At the close of all the evidence the trial court directed a verdict for defendants. From the order of the court sustaining defendants' motion for a directed verdict plaintiffs have attempted to appeal.

The several problems involved were extensively argued and ably considered by the trial court and have been thoroughly argued here but at the beginning of our consideration we are faced with a question of jurisdiction.

The record shows that the jury, upon direction of the court, returned a verdict as follows: 'We, the jury, under direction of the Court, find in favor of the Defendants.' Thereafter, the following entry was recorded in the district court record, 'Cause dismissed, costs adjudged against plaintiffs. John W. Tobin, Judge.'

On December 13, 1963 and within the time permitted for appeal plaintiffs filed Notice of appeal stating that plaintiffs 'hereby appeal to the Supreme Court of Iowa from the Order of the Court in the above entitled matter sustaining the Defendants' motion for a directed verdict.'

The attempted appeal was thus from the directed verdict and not from the final judgment.

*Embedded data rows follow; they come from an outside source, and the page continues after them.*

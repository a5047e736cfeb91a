//! Sample telemetry for the agent binary.
//!
//! Produces sensor readings as [`Metric`]s and the occasional [`LogEntry`]
//! describing them, with log levels weighted towards `info`.

use rand::seq::SliceRandom;
use rand::Rng;

use crate::model::{LogEntry, LogLevel, Metric};

/// Simulated sensor families.
#[derive(Debug, Clone, Copy, PartialEq, Eq)]
pub enum SensorType {
    Temperature,
    Humidity,
    Pressure,
    Vibration,
    Power,
}

impl SensorType {
    pub fn all() -> &'static [SensorType] {
        &[
            SensorType::Temperature,
            SensorType::Humidity,
            SensorType::Pressure,
            SensorType::Vibration,
            SensorType::Power,
        ]
    }

    /// Metric name, e.g. `sensor.temperature`.
    pub fn metric_name(&self) -> &'static str {
        match self {
            SensorType::Temperature => "sensor.temperature",
            SensorType::Humidity => "sensor.humidity",
            SensorType::Pressure => "sensor.pressure",
            SensorType::Vibration => "sensor.vibration",
            SensorType::Power => "sensor.power",
        }
    }

    pub fn unit(&self) -> &'static str {
        match self {
            SensorType::Temperature => "celsius",
            SensorType::Humidity => "percent",
            SensorType::Pressure => "hpa",
            SensorType::Vibration => "g",
            SensorType::Power => "watts",
        }
    }

    /// Normal operating range.
    fn nominal(&self) -> (f64, f64) {
        match self {
            SensorType::Temperature => (18.0, 28.0),
            SensorType::Humidity => (30.0, 60.0),
            SensorType::Pressure => (1000.0, 1025.0),
            SensorType::Vibration => (0.0, 0.5),
            SensorType::Power => (50.0, 400.0),
        }
    }

    /// Reading that trips a warning.
    fn alarm(&self) -> f64 {
        match self {
            SensorType::Temperature => 45.0,
            SensorType::Humidity => 90.0,
            SensorType::Pressure => 960.0,
            SensorType::Vibration => 3.0,
            SensorType::Power => 1200.0,
        }
    }
}

#[derive(Debug, Clone)]
pub struct GeneratorConfig {
    /// Simulated instances per sensor type
    pub sensors_per_type: usize,

    /// Probability that a reading is out of range
    pub anomaly_rate: f64,
}

impl Default for GeneratorConfig {
    fn default() -> Self {
        Self {
            sensors_per_type: 3,
            anomaly_rate: 0.05,
        }
    }
}

pub struct MetricGenerator {
    config: GeneratorConfig,
    device_id: String,
}

/// Log level mix for readings within range.
const LEVEL_WEIGHTS: [(LogLevel, u32); 6] = [
    (LogLevel::Trace, 5),
    (LogLevel::Debug, 15),
    (LogLevel::Info, 60),
    (LogLevel::Warn, 12),
    (LogLevel::Error, 7),
    (LogLevel::Fatal, 1),
];

impl MetricGenerator {
    pub fn new(device_id: impl Into<String>, config: GeneratorConfig) -> Self {
        Self {
            config: GeneratorConfig {
                sensors_per_type: config.sensors_per_type.max(1),
                anomaly_rate: config.anomaly_rate.clamp(0.0, 1.0),
            },
            device_id: device_id.into(),
        }
    }

    pub fn with_defaults(device_id: impl Into<String>) -> Self {
        Self::new(device_id, GeneratorConfig::default())
    }

    /// One reading from a random sensor.
    pub fn generate(&self) -> Metric {
        let mut rng = rand::thread_rng();
        let sensors = SensorType::all();
        let sensor = sensors[rng.gen_range(0..sensors.len())];
        self.reading(&mut rng, sensor)
    }

    /// One reading from every sensor instance.
    pub fn sweep(&self) -> Vec<Metric> {
        let mut rng = rand::thread_rng();
        SensorType::all()
            .iter()
            .flat_map(|&sensor| (1..=self.config.sensors_per_type).map(move |instance| (sensor, instance)))
            .map(|(sensor, instance)| self.reading_for(&mut rng, sensor, instance))
            .collect()
    }

    /// A log line about `metric`. Out-of-range readings always log at
    /// `warn` or above.
    pub fn describe(&self, metric: &Metric) -> LogEntry {
        let mut rng = rand::thread_rng();
        let source = metric
            .labels
            .get("sensor")
            .cloned()
            .unwrap_or_else(|| self.device_id.clone());

        let sensor = SensorType::all()
            .iter()
            .copied()
            .find(|s| s.metric_name() == metric.name);
        let anomalous = sensor.is_some_and(|s| is_anomalous(s, metric.value));

        let level = if anomalous {
            if rng.gen_bool(0.2) {
                LogLevel::Error
            } else {
                LogLevel::Warn
            }
        } else {
            LEVEL_WEIGHTS
                .choose_weighted(&mut rng, |(_, weight)| *weight)
                .map(|(level, _)| *level)
                .unwrap_or(LogLevel::Info)
        };

        let unit = sensor.map(|s| s.unit()).unwrap_or("");
        let message = match level {
            LogLevel::Warn | LogLevel::Error | LogLevel::Fatal if anomalous => {
                format!("{} out of range: {:.2} {}", metric.name, metric.value, unit)
            }
            LogLevel::Error | LogLevel::Fatal => format!("{} read failed, using last value", metric.name),
            _ => format!("{} reading {:.2} {}", metric.name, metric.value, unit),
        };

        LogEntry::new(source, level, message)
    }

    fn reading(&self, rng: &mut impl Rng, sensor: SensorType) -> Metric {
        let instance = rng.gen_range(1..=self.config.sensors_per_type);
        self.reading_for(rng, sensor, instance)
    }

    fn reading_for(&self, rng: &mut impl Rng, sensor: SensorType, instance: usize) -> Metric {
        let (low, high) = sensor.nominal();
        let alarm = sensor.alarm();
        let value = if !rng.gen_bool(self.config.anomaly_rate) {
            rng.gen_range(low..high)
        } else if alarm < low {
            alarm * rng.gen_range(0.9..1.0)
        } else {
            alarm * rng.gen_range(1.0..1.2)
        };

        Metric::new(sensor.metric_name(), value)
            .with_label("device", self.device_id.clone())
            .with_label("sensor", format!("{}-{:03}", sensor.metric_name().trim_start_matches("sensor."), instance))
            .with_label("unit", sensor.unit())
    }
}

fn is_anomalous(sensor: SensorType, value: f64) -> bool {
    let (low, _) = sensor.nominal();
    let alarm = sensor.alarm();
    if alarm < low {
        value <= alarm
    } else {
        value >= alarm
    }
}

Unless this notice is sufficient we are without jurisdiction.

On February 4, 1964, defendants filed motion to dismiss appeal. On March 9, 1964 the motion was denied without statement of reasons or the filing of opinion. The challenge to our jurisdiction is again urged in appellees' brief and argument. Further consideration leads to the conclusion that we are without jurisdiction and that the appeal must be dismissed.

I. It is our duty to correct our own order when found to be wrong. Montanick v. McMillin, 225 Iowa 442, 459, 280 N.W. 608.

II. The only Iowa authority cited by plaintiffs in support of the sufficiency of their notice of appeal is Dugan v. Dugan, 129 Iowa 241, 105 N.W. 514. Plaintiffs quote from that case as follows: 'A notice of appeal will be liberally construed, and, if it is sufficiently definite for a reasonably certain identification of the judgment, order, or decision appealed from, it is good.' (loc. cit. 243, 105 N.W. 515)

The Dugan case was decided in 1906 under rules then in force but now superseded. We also note that in the case before us the order from which appeal was attempted was clearly and unmistakably identified. Unfortunately for plaintiffs it was not an appealable order. See Division V, infra.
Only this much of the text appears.